Anna und Julia sollen in weißen Hochzeitskleidern begraben werden. So hat es die Mutter der erst 14-jährigen Zwillinge beschlossen. Die beiden Mädchen waren aus einem als sicher geltenden Dorf für ein paar Tage zu ihrer Mutter nach Kramatorsk gefahren und dort zum falschen Zeitpunkt in der Pizzeria „Ria“. Das unter Soldaten, Journalisten und lokalen Zivilpersonen gleichermaßen beliebte Restaurant wurde am Dienstagabend von einer russischen Iskander-Rakete getroffen. Mindestens elf Personen kamen bei dem russischen Angriff auf das Zentrum der letzten großen Stadt unter Kiewer Kontrolle im Donbas ums Leben.
Die Rettungsarbeiten gingen den ganzen Mittwoch über weiter. „Die Rettungskräfte suchen nach Personen, die sich wahrscheinlich unter den Trümmern befinden“, sagte ein Sprecher des Rettungsdienstes in Kramatorsk. Eine zweite Iskander-Rakete hatte ein nahes kleines und flaches Einkaufszentrum getroffen. „Solcher Terror beweist uns und der ganzen Welt immer wieder, dass Russland für all seine Taten nur eines verdient: Niederlage und Tribunal“, sagte Präsident Wolodymyr Selenskyj in seiner allabendlichen Videoansprache in der Nacht zum Mittwoch.
Solcher Terror beweist uns und der ganzen Welt immer wieder, dass Russland für all seine Taten nur eines verdient: Niederlage und Tribunal
Bis Mittwochabend wurden über 60 teils schwer Verletzte gezählt. Darunter befindet sich auch der kolumbianische Schriftsteller Hector Abad, der mit einem Parlamentarier und zwei Journalisten von Kiew nach Kramatorsk gereist war, um sich dort rund 20 Kilometer von der Front entfernt ein Bild vom Krieg zu machen. Während der Kolumbianer glimpflich davon kam, kämpfte die ukrainische Journalistin noch am Mittwochabend um ihr Leben. Abad hatte zuvor am Kiewer „Book Arsenal“, der dortigen Buchmesse, teilgenommen. Noch letztes Jahr musste die Buchmesse abgesagt werden.
Ukraine meldet Gebietsgewinne
Von der nahen Frontlinie selbst vermeldete die ukrainische Armee am Mittwoch südlich (bei Berkiwka) und auch nördlich der im Januar von Wagner-Söldnern eroberten Stadt Soledar Gebietsgewinne. Eine Einkreisung von Soledar könnte eine Rückeroberung des südlich gelegenen Bachmut ermöglichen. Die Stadt ist zwar völlig zerstört und entvölkert, doch immer noch ein wichtiges Symbol vor allem für Wladimir Putin.
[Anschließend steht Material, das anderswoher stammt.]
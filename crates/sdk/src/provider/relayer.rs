use std::str::FromStr;

use alloy::primitives::{Address, Bytes, U256};
use serde::Deserialize;

use super::{OrderProvider, OrderProviderRequest, OrderProviderResponse};
use crate::{error::BuyerError, types::NetworkId, types::SignedOrder};

const ORDERS_PER_PAGE: u32 = 1_000;

/// Order provider backed by a remote standard-relayer HTTP endpoint.
///
/// Issues plain `GET` requests against the v2 relayer surface
/// (`/v2/orders`, `/v2/asset_pairs`). No retries, timeouts or backoff are
/// applied; transport failures surface as [`BuyerError::Transport`].
#[derive(Clone, Debug)]
pub struct RelayerOrderProvider {
    client: reqwest::Client,
    endpoint: String,
    network_id: NetworkId,
}

impl RelayerOrderProvider {
    /// `endpoint` is the relayer base URL without the version segment,
    /// e.g. `https://api.example-relayer.com/0x`.
    pub fn new(endpoint: impl Into<String>, network_id: NetworkId) -> Self {
        Self {
            client: reqwest::Client::new(),
            endpoint: endpoint.into().trim_end_matches('/').to_string(),
            network_id,
        }
    }

    pub fn endpoint(&self) -> &str { &self.endpoint }

    pub fn network_id(&self) -> NetworkId { self.network_id }

    async fn fetch_asset_pairs(
        &self,
        query_key: &str,
        asset_data: &Bytes,
    ) -> Result<Vec<AssetPairRecord>, BuyerError> {
        let response = self
            .client
            .get(format!("{}/v2/asset_pairs", self.endpoint))
            .query(&[
                (query_key, asset_data.to_string()),
                ("networkId", self.network_id.to_string()),
                ("perPage", ORDERS_PER_PAGE.to_string()),
            ])
            .send()
            .await?
            .error_for_status()?;
        let page: PagedRecords<AssetPairRecord> = response.json().await?;
        Ok(page.records)
    }
}

impl OrderProvider for RelayerOrderProvider {
    async fn get_orders(
        &self,
        request: &OrderProviderRequest,
    ) -> Result<OrderProviderResponse, BuyerError> {
        let response = self
            .client
            .get(format!("{}/v2/orders", self.endpoint))
            .query(&[
                ("makerAssetData", request.maker_asset_data.to_string()),
                ("takerAssetData", request.taker_asset_data.to_string()),
                ("networkId", self.network_id.to_string()),
                ("perPage", ORDERS_PER_PAGE.to_string()),
            ])
            .send()
            .await?
            .error_for_status()?;
        let page: PagedRecords<OrderRecord> = response.json().await?;
        let orders = page
            .records
            .into_iter()
            .map(|record| record.order.try_into())
            .collect::<Result<Vec<_>, _>>()?;
        Ok(OrderProviderResponse { orders })
    }

    async fn available_maker_asset_datas(
        &self,
        taker_asset_data: &Bytes,
    ) -> Result<Vec<Bytes>, BuyerError> {
        // `assetDataB` is the taker side of a pair record
        self.fetch_asset_pairs("assetDataB", taker_asset_data)
            .await?
            .into_iter()
            .map(|record| parse_bytes(&record.asset_data_a.asset_data))
            .collect()
    }

    async fn available_taker_asset_datas(
        &self,
        maker_asset_data: &Bytes,
    ) -> Result<Vec<Bytes>, BuyerError> {
        self.fetch_asset_pairs("assetDataA", maker_asset_data)
            .await?
            .into_iter()
            .map(|record| parse_bytes(&record.asset_data_b.asset_data))
            .collect()
    }
}

#[derive(Debug, Deserialize)]
struct PagedRecords<T> {
    records: Vec<T>,
}

#[derive(Debug, Deserialize)]
struct OrderRecord {
    order: WireOrder,
}

/// Order as serialized on the relayer wire: addresses and byte strings as
/// `0x`-hex, amounts as decimal strings.
#[derive(Debug, Deserialize)]
#[serde(rename_all = "camelCase")]
struct WireOrder {
    maker_address: String,
    taker_address: String,
    fee_recipient_address: String,
    sender_address: String,
    maker_asset_amount: String,
    taker_asset_amount: String,
    maker_fee: String,
    taker_fee: String,
    expiration_time_seconds: String,
    salt: String,
    maker_asset_data: String,
    taker_asset_data: String,
    signature: String,
}

#[derive(Debug, Deserialize)]
#[serde(rename_all = "camelCase")]
struct AssetPairRecord {
    asset_data_a: AssetPairSide,
    asset_data_b: AssetPairSide,
}

#[derive(Debug, Deserialize)]
#[serde(rename_all = "camelCase")]
struct AssetPairSide {
    asset_data: String,
}

fn parse_address(field: &str, value: &str) -> Result<Address, BuyerError> {
    Address::from_str(value)
        .map_err(|err| BuyerError::ProviderContract(format!("malformed {field}: {err}")))
}

fn parse_amount(field: &str, value: &str) -> Result<U256, BuyerError> {
    U256::from_str(value)
        .map_err(|err| BuyerError::ProviderContract(format!("malformed {field}: {err}")))
}

fn parse_bytes(value: &str) -> Result<Bytes, BuyerError> {
    Bytes::from_str(value)
        .map_err(|err| BuyerError::ProviderContract(format!("malformed asset data: {err}")))
}

impl TryFrom<WireOrder> for SignedOrder {
    type Error = BuyerError;

    fn try_from(wire: WireOrder) -> Result<Self, Self::Error> {
        Ok(SignedOrder::new(
            parse_address("makerAddress", &wire.maker_address)?,
            parse_address("takerAddress", &wire.taker_address)?,
            parse_address("feeRecipientAddress", &wire.fee_recipient_address)?,
            parse_address("senderAddress", &wire.sender_address)?,
            parse_amount("makerAssetAmount", &wire.maker_asset_amount)?,
            parse_amount("takerAssetAmount", &wire.taker_asset_amount)?,
            parse_amount("makerFee", &wire.maker_fee)?,
            parse_amount("takerFee", &wire.taker_fee)?,
            u64::from_str(&wire.expiration_time_seconds).map_err(|err| {
                BuyerError::ProviderContract(format!("malformed expirationTimeSeconds: {err}"))
            })?,
            parse_amount("salt", &wire.salt)?,
            parse_bytes(&wire.maker_asset_data)?,
            parse_bytes(&wire.taker_asset_data)?,
            Bytes::from_str(&wire.signature).map_err(|err| {
                BuyerError::ProviderContract(format!("malformed signature: {err}"))
            })?,
        ))
    }
}
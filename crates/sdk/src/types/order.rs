use alloy::primitives::{Address, Bytes, U256};
use chrono::{DateTime, Utc};

/// Signed 0x-style order.
///
/// Opaque to the quote logic beyond its asset pair, amounts, taker fee and
/// expiration: the signature is carried through untouched so a downstream
/// consumer can submit the order for settlement, which this crate itself
/// never does.
#[derive(Clone, Debug, PartialEq, Eq)]
pub struct SignedOrder {
    maker_address: Address,
    taker_address: Address,
    fee_recipient_address: Address,
    sender_address: Address,
    maker_asset_amount: U256,
    taker_asset_amount: U256,
    maker_fee: U256,
    taker_fee: U256,
    expiration_time_seconds: u64,
    salt: U256,
    maker_asset_data: Bytes,
    taker_asset_data: Bytes,
    signature: Bytes,
}

impl SignedOrder {
    #[allow(clippy::too_many_arguments)]
    pub fn new(
        maker_address: Address,
        taker_address: Address,
        fee_recipient_address: Address,
        sender_address: Address,
        maker_asset_amount: U256,
        taker_asset_amount: U256,
        maker_fee: U256,
        taker_fee: U256,
        expiration_time_seconds: u64,
        salt: U256,
        maker_asset_data: Bytes,
        taker_asset_data: Bytes,
        signature: Bytes,
    ) -> Self {
        Self {
            maker_address,
            taker_address,
            fee_recipient_address,
            sender_address,
            maker_asset_amount,
            taker_asset_amount,
            maker_fee,
            taker_fee,
            expiration_time_seconds,
            salt,
            maker_asset_data,
            taker_asset_data,
            signature,
        }
    }

    /// Address of the order maker.
    pub fn maker_address(&self) -> Address { self.maker_address }

    /// Allowed taker address, zero for an open order.
    pub fn taker_address(&self) -> Address { self.taker_address }

    /// Address collecting the maker/taker fees.
    pub fn fee_recipient_address(&self) -> Address { self.fee_recipient_address }

    /// Allowed sender address, zero for an open order.
    pub fn sender_address(&self) -> Address { self.sender_address }

    /// Amount of the maker asset offered by the order.
    pub fn maker_asset_amount(&self) -> U256 { self.maker_asset_amount }

    /// Amount of the taker asset the order demands in return.
    pub fn taker_asset_amount(&self) -> U256 { self.taker_asset_amount }

    /// Fee owed by the maker on full fill, in the fee asset.
    pub fn maker_fee(&self) -> U256 { self.maker_fee }

    /// Fee owed by the taker on full fill, in the fee asset.
    pub fn taker_fee(&self) -> U256 { self.taker_fee }

    /// Unix timestamp after which the order is void.
    pub fn expiration_time_seconds(&self) -> u64 { self.expiration_time_seconds }

    /// Maker-chosen salt distinguishing otherwise identical orders.
    pub fn salt(&self) -> U256 { self.salt }

    /// Asset data of the maker side.
    pub fn maker_asset_data(&self) -> &Bytes { &self.maker_asset_data }

    /// Asset data of the taker side.
    pub fn taker_asset_data(&self) -> &Bytes { &self.taker_asset_data }

    /// Maker signature over the order.
    pub fn signature(&self) -> &Bytes { &self.signature }

    /// Whether the order expires within `buffer_seconds` of `now_unix`.
    /// Such orders are treated as unfillable by the response processor.
    pub fn expires_within(&self, buffer_seconds: u64, now_unix: u64) -> bool {
        self.expiration_time_seconds <= now_unix.saturating_add(buffer_seconds)
    }
}

impl std::fmt::Display for SignedOrder {
    fn fmt(&self, f: &mut std::fmt::Formatter<'_>) -> std::fmt::Result {
        write!(
            f,
            "[{} {} for {} {} by {} exp:{}]",
            self.maker_asset_amount,
            self.maker_asset_data,
            self.taker_asset_amount,
            self.taker_asset_data,
            self.maker_address,
            format_expiry(self.expiration_time_seconds),
        )
    }
}

fn format_expiry(expiration_time_seconds: u64) -> String {
    DateTime::<Utc>::from_timestamp(expiration_time_seconds as i64, 0)
        .map(|ts| ts.format("%Y-%m-%d %H:%M:%S").to_string())
        .unwrap_or_else(|| expiration_time_seconds.to_string())
}

#[cfg(feature = "display")]
impl tabled::Tabled for SignedOrder {
    const LENGTH: usize = 6;

    fn fields(&self) -> Vec<std::borrow::Cow<'_, str>> {
        vec![
            self.maker_address.to_string().into(),
            self.maker_asset_amount.to_string().into(),
            self.taker_asset_amount.to_string().into(),
            self.taker_fee.to_string().into(),
            format_expiry(self.expiration_time_seconds).into(),
            self.fee_recipient_address.to_string().into(),
        ]
    }

    fn headers() -> Vec<std::borrow::Cow<'static, str>> {
        vec![
            "Maker".into(),
            "Maker Amount".into(),
            "Taker Amount".into(),
            "Taker Fee".into(),
            "Expires".into(),
            "Fee Recipient".into(),
        ]
    }
}
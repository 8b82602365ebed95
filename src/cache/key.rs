//! Cache keys and id validation.

use std::fmt;
use std::hash::Hash;

use serde::{Deserialize, Serialize};

use crate::error::{AuthzError, Result};

pub type GuildId = i64;
pub type UserId = i64;
pub type RoleId = i64;
pub type ChannelId = i64;
pub type EntityId = i64;

/// Integer privilege level; higher is more privileged.
pub type Rank = i64;

/// Reject ids the platform never hands out.
pub fn validate_id(kind: &'static str, id: i64) -> Result<i64> {
    if id < 0 {
        return Err(AuthzError::InvalidKey { kind, id });
    }
    Ok(id)
}

/// A key that can live in any cache backend.
///
/// The encoded form is used by the shared backend and must be stable
/// across processes.
pub trait CacheKey: Hash + Eq + Clone + Send + Sync + 'static {
    fn encode(&self) -> String;

    /// Group the key can be invalidated with, if any.
    fn group(&self) -> Option<String> {
        None
    }
}

impl CacheKey for i64 {
    fn encode(&self) -> String {
        self.to_string()
    }
}

/// Composite `(guild, member)` key, where member is a user or any other entity.
#[derive(Debug, Clone, Copy, PartialEq, Eq, Hash, PartialOrd, Ord, Serialize, Deserialize)]
pub struct MemberKey {
    pub guild_id: GuildId,
    pub member_id: i64,
}

impl MemberKey {
    /// Build a validated key.
    pub fn new(guild_id: GuildId, member_id: i64) -> Result<Self> {
        Ok(Self {
            guild_id: validate_id("guild", guild_id)?,
            member_id: validate_id("member", member_id)?,
        })
    }
}

impl CacheKey for MemberKey {
    fn encode(&self) -> String {
        format!("{}:{}", self.guild_id, self.member_id)
    }

    /// Member keys are grouped by guild.
    fn group(&self) -> Option<String> {
        Some(guild_group(self.guild_id))
    }
}

/// Group name shared by every member key of `guild_id`.
pub(crate) fn guild_group(guild_id: GuildId) -> String {
    guild_id.to_string()
}

impl fmt::Display for MemberKey {
    fn fmt(&self, f: &mut fmt::Formatter<'_>) -> fmt::Result {
        write!(f, "({}, {})", self.guild_id, self.member_id)
    }
}

#[cfg(test)]
mod tests {
    use super::*;

    #[test]
    fn test_negative_ids_rejected() {
        assert_eq!(
            MemberKey::new(-1, 5),
            Err(AuthzError::InvalidKey { kind: "guild", id: -1 })
        );
        assert_eq!(
            MemberKey::new(1, -5),
            Err(AuthzError::InvalidKey { kind: "member", id: -5 })
        );
        assert!(MemberKey::new(0, 0).is_ok());
    }

    #[test]
    fn test_encoding() {
        assert_eq!(42_i64.encode(), "42");
        assert_eq!(MemberKey::new(42, 99).unwrap().encode(), "42:99");
        assert_eq!(MemberKey::new(42, 99).unwrap().group().as_deref(), Some("42"));
        assert_eq!(42_i64.group(), None);
    }
}
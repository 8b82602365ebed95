//! Backend selection: in-process map or shared Redis.
//!
//! The variant is picked once when a cache manager is built. Callers see the
//! same get/set/invalidate contract either way; the shared variant only adds
//! network failure modes.

use std::future::Future;

use serde::Serialize;
use serde::de::DeserializeOwned;
use tracing::warn;

use super::key::CacheKey;
use super::shared::{SharedCache, SharedConnection};
use super::{CacheConfig, CacheStats, ExpiringCache};
use crate::error::Result;

/// A cache namespace living either in this process or on a shared store.
pub enum CacheBackend<K, V>
where
    K: CacheKey,
    V: Clone + Send + Sync + 'static,
{
    InProcess(ExpiringCache<K, V>),
    Shared(SharedCache<K, V>),
}

impl<K, V> Clone for CacheBackend<K, V>
where
    K: CacheKey,
    V: Clone + Send + Sync + 'static,
{
    fn clone(&self) -> Self {
        match self {
            Self::InProcess(cache) => Self::InProcess(cache.clone()),
            Self::Shared(cache) => Self::Shared(cache.clone()),
        }
    }
}

impl<K, V> CacheBackend<K, V>
where
    K: CacheKey,
    V: Clone + Serialize + DeserializeOwned + Send + Sync + 'static,
{
    pub fn name(&self) -> &str {
        match self {
            Self::InProcess(cache) => cache.name(),
            Self::Shared(cache) => cache.name(),
        }
    }

    /// Cached value for `key`.
    ///
    /// A shared-backend read failure is logged and reported as a miss, so the
    /// caller falls through to the authority store.
    pub async fn get(&self, key: &K) -> Option<V> {
        match self {
            Self::InProcess(cache) => cache.get(key),
            Self::Shared(cache) => match cache.get(key).await {
                Ok(value) => value,
                Err(e) => {
                    warn!("Shared cache '{}' read failed, treating as miss: {}", cache.name(), e);
                    None
                }
            },
        }
    }

    pub async fn set(&self, key: K, value: V) -> Result<()> {
        match self {
            Self::InProcess(cache) => {
                cache.set(key, value);
                Ok(())
            }
            Self::Shared(cache) => cache.set(key, &value).await,
        }
    }

    /// Write-through after a store read. Failures only cost a future miss.
    pub async fn fill(&self, key: K, value: V) {
        if let Err(e) = self.set(key, value).await {
            warn!("Cache '{}' write-through failed: {}", self.name(), e);
        }
    }

    /// Write-through of a value read from the store while `is_fresh` still
    /// holds. Once it no longer holds (an invalidation or a direct `set` came
    /// in during the read) the current entry is left as it is.
    ///
    /// Returns the entry that is cached afterwards, if any.
    pub async fn fill_unless_stale<F>(&self, key: K, value: V, is_fresh: F) -> Result<Option<V>>
    where
        F: Fn() -> bool,
    {
        match self {
            Self::InProcess(cache) => Ok(cache.upsert_with(key, |_| is_fresh().then_some(value))),
            Self::Shared(cache) => {
                if !is_fresh() {
                    return Ok(self.get(&key).await);
                }
                self.fill(key.clone(), value.clone()).await;
                if is_fresh() {
                    return Ok(Some(value));
                }
                // Lost the race after writing; a concurrent `set` is dropped
                // with it and the next read goes back to the store
                cache.invalidate(&key).await?;
                Ok(None)
            }
        }
    }

    pub async fn invalidate(&self, key: &K) -> Result<()> {
        match self {
            Self::InProcess(cache) => {
                cache.invalidate(key);
                Ok(())
            }
            Self::Shared(cache) => cache.invalidate(key).await,
        }
    }

    pub async fn clear(&self) -> Result<()> {
        match self {
            Self::InProcess(cache) => {
                cache.clear();
                Ok(())
            }
            Self::Shared(cache) => cache.clear().await,
        }
    }

    /// Replace the value under `key` with `f(current)` and return it.
    ///
    /// Atomic in-process. On the shared backend this is a read followed by a
    /// write, so a concurrent writer in another process can be lost.
    pub async fn update<F>(&self, key: K, f: F) -> Result<V>
    where
        F: FnOnce(Option<V>) -> V,
    {
        match self {
            Self::InProcess(cache) => Ok(cache.update(key, f)),
            Self::Shared(cache) => {
                let current = cache.get(&key).await?;
                let value = f(current);
                cache.set(key, &value).await?;
                Ok(value)
            }
        }
    }

    /// See [`ExpiringCache::get_or_fetch`]. Fetch errors propagate and
    /// nothing is cached.
    pub async fn get_or_fetch<F, Fut, E>(&self, key: K, fetch: F) -> std::result::Result<V, E>
    where
        F: FnOnce() -> Fut,
        Fut: Future<Output = std::result::Result<V, E>>,
    {
        match self {
            Self::InProcess(cache) => cache.get_or_fetch(key, fetch).await,
            Self::Shared(_) => {
                if let Some(value) = self.get(&key).await {
                    return Ok(value);
                }
                let value = fetch().await?;
                self.fill(key, value.clone()).await;
                Ok(value)
            }
        }
    }

    /// The in-process cache, if this backend is one.
    pub fn local(&self) -> Option<&ExpiringCache<K, V>> {
        match self {
            Self::InProcess(cache) => Some(cache),
            Self::Shared(_) => None,
        }
    }

    /// Counters for in-process caches. The shared backend keeps none.
    pub fn stats(&self) -> Option<CacheStats> {
        self.local().map(ExpiringCache::stats)
    }
}

/// Builds cache namespaces for the configured backend.
#[derive(Debug, Clone)]
pub enum BackendFactory {
    InProcess,
    Shared(SharedConnection),
}

impl BackendFactory {
    pub fn build<K, V>(&self, name: &str, config: CacheConfig) -> CacheBackend<K, V>
    where
        K: CacheKey,
        V: Clone + Serialize + DeserializeOwned + Send + Sync + 'static,
    {
        match self {
            Self::InProcess => CacheBackend::InProcess(ExpiringCache::new(name, config)),
            Self::Shared(conn) => CacheBackend::Shared(SharedCache::new(conn, name, config)),
        }
    }
}

#[cfg(test)]
mod tests {
    use std::time::Duration;

    use super::*;

    fn backend() -> CacheBackend<i64, String> {
        BackendFactory::InProcess.build("test", CacheConfig::with_ttl(Duration::from_secs(60)))
    }

    #[tokio::test]
    async fn test_in_process_contract() {
        let cache = backend();
        assert_eq!(cache.name(), "test");
        assert_eq!(cache.get(&1).await, None);

        cache.set(1, "one".into()).await.unwrap();
        assert_eq!(cache.get(&1).await.as_deref(), Some("one"));

        cache.invalidate(&1).await.unwrap();
        assert_eq!(cache.get(&1).await, None);

        cache.set(2, "two".into()).await.unwrap();
        cache.clear().await.unwrap();
        assert_eq!(cache.get(&2).await, None);
    }

    #[tokio::test]
    async fn test_update_and_fetch() {
        let cache = backend();
        let value = cache
            .update(1, |cur| cur.unwrap_or_default() + "a")
            .await
            .unwrap();
        assert_eq!(value, "a");
        let value = cache
            .update(1, |cur| cur.unwrap_or_default() + "b")
            .await
            .unwrap();
        assert_eq!(value, "ab");

        let fetched: std::result::Result<String, ()> = cache
            .get_or_fetch(2, || async { Ok("fetched".to_string()) })
            .await;
        assert_eq!(fetched.as_deref(), Ok("fetched"));
        assert_eq!(cache.stats().map(|s| s.hits), Some(0));
        assert!(cache.local().is_some_and(|c| c.contains(&2)));
    }

    #[tokio::test]
    async fn test_fill_unless_stale() {
        let cache = backend();
        let filled = cache.fill_unless_stale(1, "loaded".into(), || true).await.unwrap();
        assert_eq!(filled.as_deref(), Some("loaded"));

        cache.set(1, "newer".into()).await.unwrap();
        let kept = cache.fill_unless_stale(1, "older".into(), || false).await.unwrap();
        assert_eq!(kept.as_deref(), Some("newer"));

        let none = cache.fill_unless_stale(2, "older".into(), || false).await.unwrap();
        assert_eq!(none, None);
        assert_eq!(cache.get(&2).await, None);
    }
}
Laut dem russischen Politologen Andrej Piontkowski würde die ukrainische Rückeroberung von Bachmut Jewgeni Prigoschins Behauptung, nur seine Söldner seien den Ukrainern gewachsen, Auftrieb geben. Prigoschin hatte Ende Woche seine Truppen abgezogen und mit einem Marsch von Rostow-am-Don nach Moskau und einen seltsamen Putschversuch unternommen. In einem Interview mit dem polnischen Newsportal onet.pl sieht Piontkowski in der Rückeroberung von Bachmut durch die Ukrainer ein Fanal für den Machtwechsel in Moskau.
Ukrainische Raketeneinschläge wurden in der Nacht auf Mittwoch auch in Melitopol, auf halbem Weg von der Südfront zum Asowschen Meer vermeldet. Einwohner der russisch besetzten Stadt hatten in sozialen Netzwerken sechs Explosionen vermeldet. Laut einer Analyse des britischen Verteidigungsministeriums macht den Russen zudem die Zerstörung der Krim-Brücke bei Tschongar durch einen ukrainischen Präzisionsschlag vor gut einer Woche sehr zu schaffen. So soll der russische Nachschub für die Südfront nun viel längere Zeit in Anspruch nehmen.
Satellitenaufnahmen haben derweil gezeigt, dass die Russen in der Nähe der Krim-Hauptstadt Simferopol wohl schon im März eine neue Militärbasis errichtet haben. Die von London veröffentlichten Aufnahmen zeigen große Treibstofflager und Hunderte von Lastwagen und auch Radpanzer.